EXERCISE DIRECTIONS » Read through the material below and find each line that has the word "first"; copy it.

DATA IN THIS EXERCISE »
//! Stabilizer tableau simulation engine.
//!
//! Tracks the stabilizer group of the state in the Aaronson-Gottesman
//! tableau form: `n` destabilizer rows, `n` stabilizer rows, and one scratch
//! row for deterministic measurement. Each row is a Pauli string stored as
//! per-qubit X and Z bits plus a sign bit. Clifford gates update rows in
//! O(n); measurement is O(n^2).

use rand::Rng;

/// One Pauli row of the tableau.
#[derive(Clone)]
struct Row {
    x: Vec<bool>,
    z: Vec<bool>,
    /// Sign bit: true means the Pauli carries a -1 phase.
    r: bool,
}

impl Row {
    fn zero(n: usize) -> Self {
        Self {
            x: vec![false; n],
            z: vec![false; n],
            r: false,
        }
    }
}

/// A stabilizer tableau over `n` qubits, initialized to |0...0>.
pub struct Tableau {
    n: usize,
    /// Rows 0..n are destabilizers, n..2n are stabilizers.
    rows: Vec<Row>,
}

impl Tableau {
    /// Create a tableau for the all-zeros state.
    pub fn new(n: usize) -> Self {
        let mut rows = vec![Row::zero(n); 2 * n];
        for q in 0..n {
            rows[q].x[q] = true; // destabilizer X_q
            rows[n + q].z[q] = true; // stabilizer Z_q
        }
        Self { n, rows }
    }

    /// Hadamard on qubit `a`.
    pub fn h(&mut self, a: usize) {
        for row in &mut self.rows {
            row.r ^= row.x[a] && row.z[a];
            let tmp = row.x[a];
            row.x[a] = row.z[a];
            row.z[a] = tmp;
        }
    }

    /// Phase gate S on qubit `a`.
    pub fn s(&mut self, a: usize) {
        for row in &mut self.rows {
            row.r ^= row.x[a] && row.z[a];
            row.z[a] ^= row.x[a];
        }
    }

    /// Pauli X on qubit `a`.
    pub fn x(&mut self, a: usize) {
        for row in &mut self.rows {
            row.r ^= row.z[a];
        }
    }

    /// Pauli Y on qubit `a`.
    pub fn y(&mut self, a: usize) {
        for row in &mut self.rows {
            row.r ^= row.x[a] ^ row.z[a];
        }
    }

    /// Pauli Z on qubit `a`.
    pub fn z(&mut self, a: usize) {
        for row in &mut self.rows {
            row.r ^= row.x[a];
        }
    }

    /// CNOT with control `a` and target `b`.
    pub fn cx(&mut self, a: usize, b: usize) {
        for row in &mut self.rows {
            row.r ^= row.x[a] && row.z[b] && (row.x[b] == row.z[a]);
            row.x[b] ^= row.x[a];
            row.z[a] ^= row.z[b];
        }
    }

    /// Phase exponent contribution of multiplying Pauli (x1,z1) into (x2,z2).
    ///
    /// Returns the exponent of i in {-1, 0, 1}.
    fn g(x1: bool, z1: bool, x2: bool, z2: bool) -> i32 {
        match (x1, z1) {
            (false, false) => 0,
            (true, true) => (z2 as i32) - (x2 as i32),
            (true, false) => (z2 as i32) * (2 * (x2 as i32) - 1),
            (false, true) => (x2 as i32) * (1 - 2 * (z2 as i32)),
        }
    }

    /// Multiply row `i` into row `h` (left-multiplication of Paulis).
    fn rowsum_into(target: &mut Row, source: &Row) {
        let mut phase = 2 * (target.r as i32) + 2 * (source.r as i32);
        for j in 0..source.x.len() {
            phase += Self::g(source.x[j], source.z[j], target.x[j], target.z[j]);
            target.x[j] ^= source.x[j];
            target.z[j] ^= source.z[j];
        }
        // A valid stabilizer product always has phase 0 or 2 mod 4.
        target.r = phase.rem_euclid(4) == 2;
    }

    fn rowsum(&mut self, h: usize, i: usize) {
        let source = self.rows[i].clone();
        Self::rowsum_into(&mut self.rows[h], &source);
    }

    /// Measure qubit `a` in the computational basis, collapsing the state.
    pub fn measure<R: Rng>(&mut self, a: usize, rng: &mut R) -> bool {
        let n = self.n;

        // A stabilizer anticommuting with Z_a makes the outcome random.
        let p = (n..2 * n).find(|&i| self.rows[i].x[a]);

        if let Some(p) = p {
            for i in 0..2 * n {
                if i != p && self.rows[i].x[a] {
                    self.rowsum(i, p);
                }
            }
            self.rows[p - n] = self.rows[p].clone();
            let mut new_row = Row::zero(n);
            new_row.z[a] = true;
            new_row.r = rng.gen_bool(0.5);
            let outcome = new_row.r;
            self.rows[p] = new_row;
            outcome
        } else {
            // Deterministic: accumulate into a scratch row.
            let mut scratch = Row::zero(n);
            for q in 0..n {
                if self.rows[q].x[a] {
                    let source = self.rows[q + n].clone();
                    Self::rowsum_into(&mut scratch, &source);
                }
            }
            scratch.r
        }
    }
}

#[cfg(test)]
mod tests {
    use super::*;
    use rand::SeedableRng;
    use rand::rngs::SmallRng;

    #[test]
    fn test_fresh_state_measures_zero() {
        let mut rng = SmallRng::seed_from_u64(1);
        let mut tableau = Tableau::new(3);
        for q in 0..3 {
            assert!(!tableau.measure(q, &mut rng));
        }
    }

    #[test]
    fn test_x_flips_outcome() {
        let mut rng = SmallRng::seed_from_u64(1);
        let mut tableau = Tableau::new(2);
        tableau.x(0);
        assert!(tableau.measure(0, &mut rng));
        assert!(!tableau.measure(1, &mut rng));
    }

    #[test]
    fn test_hh_is_identity() {
        let mut rng = SmallRng::seed_from_u64(1);
        let mut tableau = Tableau::new(1);
        tableau.h(0);
        tableau.h(0);
        assert!(!tableau.measure(0, &mut rng));
    }

    #[test]
    fn test_ssss_is_identity() {
        let mut rng = SmallRng::seed_from_u64(1);
        let mut tableau = Tableau::new(1);
        tableau.x(0);
        for _ in 0..4 {
            tableau.s(0);
        }
        assert!(tableau.measure(0, &mut rng));
    }

    #[test]
    fn test_bell_outcomes_correlated() {
        let mut rng = SmallRng::seed_from_u64(17);
        for _ in 0..50 {
            let mut tableau = Tableau::new(2);
            tableau.h(0);
            tableau.cx(0, 1);
            let m0 = tableau.measure(0, &mut rng);
            let m1 = tableau.measure(1, &mut rng);
            assert_eq!(m0, m1, "Bell pair must measure equal bits");
        }
    }

    #[test]
    fn test_bell_both_outcomes_occur() {
        let mut rng = SmallRng::seed_from_u64(23);
        let mut saw = [false; 2];
        for _ in 0..100 {
            let mut tableau = Tableau::new(2);
            tableau.h(0);
            tableau.cx(0, 1);
            saw[tableau.measure(0, &mut rng) as usize] = true;
        }
        assert!(saw[0] && saw[1]);
    }

    #[test]
    fn test_measurement_collapse_is_sticky() {
        let mut rng = SmallRng::seed_from_u64(5);
        let mut tableau = Tableau::new(1);
        tableau.h(0);
        let first = tableau.measure(0, &mut rng);
        for _ in 0..10 {
            assert_eq!(tableau.measure(0, &mut rng), first);
        }
    }

    #[test]
    fn test_zh_gives_minus_state() {
        // HZH = X, so measuring after H Z H must give 1.
        let mut rng = SmallRng::seed_from_u64(2);
        let mut tableau = Tableau::new(1);
        tableau.h(0);
        tableau.z(0);
        tableau.h(0);
        assert!(tableau.measure(0, &mut rng));
    }
}
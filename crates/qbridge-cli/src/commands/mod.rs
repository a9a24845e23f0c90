//! CLI command implementations.

pub mod backends;
pub mod bench;
pub mod common;
pub mod multi;
pub mod qasm;
pub mod run;
pub mod templates;
//! Quantum gate types.
//!
//! The gate set is closed: the enum below is the complete vocabulary every
//! backend adapter must understand (or explicitly reject at translation).

use serde::{Deserialize, Serialize};

use crate::error::{IrError, IrResult};

/// A gate from the supported set, with bound parameters.
#[derive(Debug, Clone, Copy, PartialEq, Serialize, Deserialize)]
pub enum Gate {
    /// Hadamard gate.
    H,
    /// Pauli-X gate.
    X,
    /// Pauli-Y gate.
    Y,
    /// Pauli-Z gate.
    Z,
    /// S gate (sqrt(Z)).
    S,
    /// T gate (fourth root of Z).
    T,
    /// Rotation around the X axis.
    Rx(f64),
    /// Rotation around the Y axis.
    Ry(f64),
    /// Rotation around the Z axis.
    Rz(f64),
    /// Controlled-X (CNOT) gate.
    Cx,
    /// Controlled-Z gate.
    Cz,
    /// SWAP gate.
    Swap,
    /// Toffoli gate (CCX).
    Ccx,
}

impl Gate {
    /// Canonical name of this gate (the QASM spelling).
    #[inline]
    pub fn name(&self) -> &'static str {
        match self {
            Gate::H => "h",
            Gate::X => "x",
            Gate::Y => "y",
            Gate::Z => "z",
            Gate::S => "s",
            Gate::T => "t",
            Gate::Rx(_) => "rx",
            Gate::Ry(_) => "ry",
            Gate::Rz(_) => "rz",
            Gate::Cx => "cx",
            Gate::Cz => "cz",
            Gate::Swap => "swap",
            Gate::Ccx => "ccx",
        }
    }

    /// Number of qubits this gate acts on.
    #[inline]
    pub fn arity(&self) -> usize {
        match self {
            Gate::H
            | Gate::X
            | Gate::Y
            | Gate::Z
            | Gate::S
            | Gate::T
            | Gate::Rx(_)
            | Gate::Ry(_)
            | Gate::Rz(_) => 1,
            Gate::Cx | Gate::Cz | Gate::Swap => 2,
            Gate::Ccx => 3,
        }
    }

    /// Bound parameters of this gate.
    pub fn params(&self) -> Vec<f64> {
        match self {
            Gate::Rx(theta) | Gate::Ry(theta) | Gate::Rz(theta) => vec![*theta],
            _ => vec![],
        }
    }

    /// Number of parameters the named gate takes; `None` for unknown names.
    fn param_count(name: &str) -> Option<usize> {
        match name {
            "h" | "x" | "y" | "z" | "s" | "t" | "cx" | "cz" | "swap" | "ccx" => Some(0),
            "rx" | "ry" | "rz" => Some(1),
            _ => None,
        }
    }

    /// Resolve a gate from its wire-format name and parameter list.
    ///
    /// Accepts the aliases `cnot` (for `cx`) and `toffoli` (for `ccx`);
    /// matching is case-insensitive. The name is validated before the
    /// parameters so an unknown gate is always reported as such, whatever
    /// parameter list it arrived with.
    pub fn from_name(name: &str, params: &[f64]) -> IrResult<Gate> {
        let lower = name.to_ascii_lowercase();
        let canonical = match lower.as_str() {
            "cnot" => "cx",
            "toffoli" => "ccx",
            other => other,
        };

        let expected = Self::param_count(canonical)
            .ok_or_else(|| IrError::UnknownGate(name.to_string()))?;
        if params.len() != expected {
            return Err(IrError::ParameterCountMismatch {
                gate: canonical.to_string(),
                expected,
                got: params.len(),
            });
        }
        if params.iter().any(|p| !p.is_finite()) {
            return Err(IrError::NonFiniteParameter {
                gate: canonical.to_string(),
            });
        }

        Ok(match canonical {
            "h" => Gate::H,
            "x" => Gate::X,
            "y" => Gate::Y,
            "z" => Gate::Z,
            "s" => Gate::S,
            "t" => Gate::T,
            "rx" => Gate::Rx(params[0]),
            "ry" => Gate::Ry(params[0]),
            "rz" => Gate::Rz(params[0]),
            "cx" => Gate::Cx,
            "cz" => Gate::Cz,
            "swap" => Gate::Swap,
            "ccx" => Gate::Ccx,
            _ => return Err(IrError::UnknownGate(name.to_string())),
        })
    }
}

/// Wire-format gate description, as received from the tool caller.
///
/// ```json
/// {"type": "rx", "qubits": [0], "params": [1.57]}
/// ```
#[derive(Debug, Clone, PartialEq, Serialize, Deserialize)]
pub struct GateSpec {
    /// Gate type name (`h`, `cx`, `rx`, ...).
    #[serde(rename = "type")]
    pub gate_type: String,
    /// Qubit indices the gate acts on, in operand order.
    pub qubits: Vec<u32>,
    /// Parameters for parametric gates.
    #[serde(default, skip_serializing_if = "Vec::is_empty")]
    pub params: Vec<f64>,
}

impl GateSpec {
    /// Create a parameterless gate spec.
    pub fn new(gate_type: impl Into<String>, qubits: impl Into<Vec<u32>>) -> Self {
        Self {
            gate_type: gate_type.into(),
            qubits: qubits.into(),
            params: vec![],
        }
    }

    /// Create a parametric gate spec.
    pub fn with_params(
        gate_type: impl Into<String>,
        qubits: impl Into<Vec<u32>>,
        params: impl Into<Vec<f64>>,
    ) -> Self {
        Self {
            gate_type: gate_type.into(),
            qubits: qubits.into(),
            params: params.into(),
        }
    }
}
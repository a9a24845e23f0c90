//! Remote cloud backend adapter.
//!
//! Submits circuits as QASM 2.0 over HTTPS to a hosted execution service.
//! Credentials come from the environment; without a token the adapter
//! registers as unavailable rather than failing at call time, so discovery
//! surfaces the degraded state up front.

use std::collections::BTreeMap;
use std::time::Duration;

use async_trait::async_trait;
use qbridge_hal::{Adapter, Counts, HalError, HalResult};
use qbridge_ir::Circuit;
use serde::{Deserialize, Serialize};
use tracing::debug;

/// Environment variable holding the service endpoint.
pub const ENDPOINT_VAR: &str = "QBRIDGE_CLOUD_URL";
/// Environment variable holding the bearer token.
pub const TOKEN_VAR: &str = "QBRIDGE_CLOUD_TOKEN";

const DEFAULT_ENDPOINT: &str = "https://api.qbridge.dev/v1/jobs";
const REQUEST_TIMEOUT: Duration = Duration::from_secs(60);

/// Largest circuit width the service accepts.
pub const MAX_QUBITS: u32 = 32;

/// Job submission payload.
#[derive(Debug, Serialize)]
struct JobRequest<'a> {
    qasm: &'a str,
    shots: u64,
}

/// Job completion payload.
#[derive(Debug, Deserialize)]
struct JobResponse {
    counts: BTreeMap<String, u64>,
}

/// Remote HTTP cloud backend.
pub struct CloudAdapter {
    endpoint: String,
    token: Option<String>,
    client: reqwest::Client,
}

impl CloudAdapter {
    /// Create an adapter from explicit endpoint and credentials.
    pub fn new(endpoint: impl Into<String>, token: Option<String>) -> Self {
        Self {
            endpoint: endpoint.into(),
            token,
            client: reqwest::Client::builder()
                .timeout(REQUEST_TIMEOUT)
                .build()
                .unwrap_or_default(),
        }
    }

    /// Create an adapter from `QBRIDGE_CLOUD_URL` and `QBRIDGE_CLOUD_TOKEN`.
    pub fn from_env() -> Self {
        let endpoint =
            std::env::var(ENDPOINT_VAR).unwrap_or_else(|_| DEFAULT_ENDPOINT.to_string());
        let token = std::env::var(TOKEN_VAR).ok().filter(|t| !t.is_empty());
        Self::new(endpoint, token)
    }

    /// The circuit in the wire format the service accepts.
    pub fn translate(circuit: &Circuit) -> String {
        qbridge_qasm::emit(circuit)
    }
}

#[async_trait]
impl Adapter for CloudAdapter {
    fn name(&self) -> &str {
        "cloud"
    }

    fn description(&self) -> &str {
        "Remote cloud execution service (QASM 2.0 over HTTPS)"
    }

    fn max_qubits(&self) -> u32 {
        MAX_QUBITS
    }

    fn is_available(&self) -> bool {
        self.token.is_some()
    }

    async fn run(&self, circuit: &Circuit, shots: u64) -> HalResult<Counts> {
        let token = self.token.as_deref().ok_or_else(|| HalError::BackendUnavailable {
            backend: self.name().to_string(),
            reason: format!("{TOKEN_VAR} is not set"),
        })?;

        let qasm = Self::translate(circuit);
        debug!(endpoint = %self.endpoint, shots, "submitting job");

        let response = self
            .client
            .post(&self.endpoint)
            .bearer_auth(token)
            .json(&JobRequest { qasm: &qasm, shots })
            .send()
            .await
            .map_err(|e| HalError::Network {
                backend: self.name().to_string(),
                reason: e.to_string(),
            })?;

        let status = response.status();
        if !status.is_success() {
            let body = response.text().await.unwrap_or_default();
            return Err(HalError::Execution(format!(
                "service returned {status}: {body}"
            )));
        }

        let job: JobResponse = response.json().await.map_err(|e| HalError::Network {
            backend: self.name().to_string(),
            reason: e.to_string(),
        })?;

        Ok(Counts::from(job.counts))
    }
}
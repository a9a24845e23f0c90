//! Bench command implementation.

use anyhow::Result;

use qbridge_tools::BenchmarkRequest;

use super::common::{finish, tools};

/// Execute the bench command.
pub async fn execute(
    family: &str,
    num_qubits: u32,
    shots: u64,
    repeats: u32,
    seed: Option<u64>,
    backends: &[String],
) -> Result<()> {
    let request = BenchmarkRequest {
        family: family.to_string(),
        num_qubits,
        shots,
        repeats,
        seed,
        backends: if backends.is_empty() {
            None
        } else {
            Some(backends.to_vec())
        },
    };
    finish(tools().benchmark_backends(request).await)
}
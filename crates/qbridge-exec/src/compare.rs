//! Cross-backend result comparison.

use std::collections::BTreeSet;

use qbridge_hal::Counts;
use serde::{Deserialize, Serialize};

/// Agreement metrics for one pair of successful backends.
#[derive(Debug, Clone, Serialize, Deserialize)]
pub struct PairComparison {
    /// Distribution overlap in [0, 1]; 1.0 means identical distributions.
    pub similarity: f64,
    /// Slower execution time divided by the faster, when both are positive.
    #[serde(skip_serializing_if = "Option::is_none")]
    pub time_ratio: Option<f64>,
}

/// Overlap between two empirical outcome distributions.
///
/// Computed as `1 - TV(P, Q)` where TV is the total variation distance
/// over the union of observed outcomes. Identical distributions score
/// exactly 1.0 and disjoint ones exactly 0.0; the result is clamped so
/// floating point noise cannot push it outside [0, 1].
pub fn distribution_similarity(a: &Counts, b: &Counts) -> f64 {
    let pa = a.probabilities();
    let pb = b.probabilities();

    let keys: BTreeSet<&String> = pa.keys().chain(pb.keys()).collect();
    let tv: f64 = keys
        .into_iter()
        .map(|k| {
            let p = pa.get(k).copied().unwrap_or(0.0);
            let q = pb.get(k).copied().unwrap_or(0.0);
            (p - q).abs()
        })
        .sum::<f64>()
        / 2.0;

    (1.0 - tv).clamp(0.0, 1.0)
}

/// Ratio of the slower execution time to the faster.
///
/// `None` when either time is zero or negative, since the ratio would be
/// meaningless for unmeasured executions.
pub fn time_ratio(a_ms: f64, b_ms: f64) -> Option<f64> {
    if a_ms <= 0.0 || b_ms <= 0.0 {
        return None;
    }
    Some(a_ms.max(b_ms) / a_ms.min(b_ms))
}

/// Key for a backend pair, lexicographically ordered.
pub fn pair_key(a: &str, b: &str) -> String {
    if a <= b {
        format!("{a}_vs_{b}")
    } else {
        format!("{b}_vs_{a}")
    }
}

#[cfg(test)]
mod tests {
    use super::*;

    fn counts(pairs: &[(&str, u64)]) -> Counts {
        pairs
            .iter()
            .map(|&(k, v)| (k.to_string(), v))
            .collect()
    }

    #[test]
    fn test_identical_distributions_score_exactly_one() {
        let a = counts(&[("00", 500), ("11", 500)]);
        let b = counts(&[("00", 250), ("11", 250)]);
        assert_eq!(distribution_similarity(&a, &b), 1.0);
    }

    #[test]
    fn test_disjoint_distributions_score_exactly_zero() {
        let a = counts(&[("00", 100)]);
        let b = counts(&[("11", 100)]);
        assert_eq!(distribution_similarity(&a, &b), 0.0);
    }

    #[test]
    fn test_partial_overlap() {
        let a = counts(&[("00", 75), ("11", 25)]);
        let b = counts(&[("00", 25), ("11", 75)]);
        // TV = (0.5 + 0.5) / 2 = 0.5
        assert!((distribution_similarity(&a, &b) - 0.5).abs() < 1e-12);
    }

    #[test]
    fn test_similarity_symmetric() {
        let a = counts(&[("00", 60), ("01", 40)]);
        let b = counts(&[("00", 10), ("10", 90)]);
        assert_eq!(
            distribution_similarity(&a, &b),
            distribution_similarity(&b, &a)
        );
    }

    #[test]
    fn test_time_ratio() {
        assert_eq!(time_ratio(10.0, 5.0), Some(2.0));
        assert_eq!(time_ratio(5.0, 10.0), Some(2.0));
        assert_eq!(time_ratio(0.0, 10.0), None);
        assert_eq!(time_ratio(10.0, 0.0), None);
    }

    #[test]
    fn test_pair_key_ordered() {
        assert_eq!(pair_key("tableau", "statevector"), "statevector_vs_tableau");
        assert_eq!(pair_key("statevector", "tableau"), "statevector_vs_tableau");
    }
}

RESULT BELOW »
        let first = tableau.measure(0, &mut rng);
            assert_eq!(tableau.measure(0, &mut rng), first);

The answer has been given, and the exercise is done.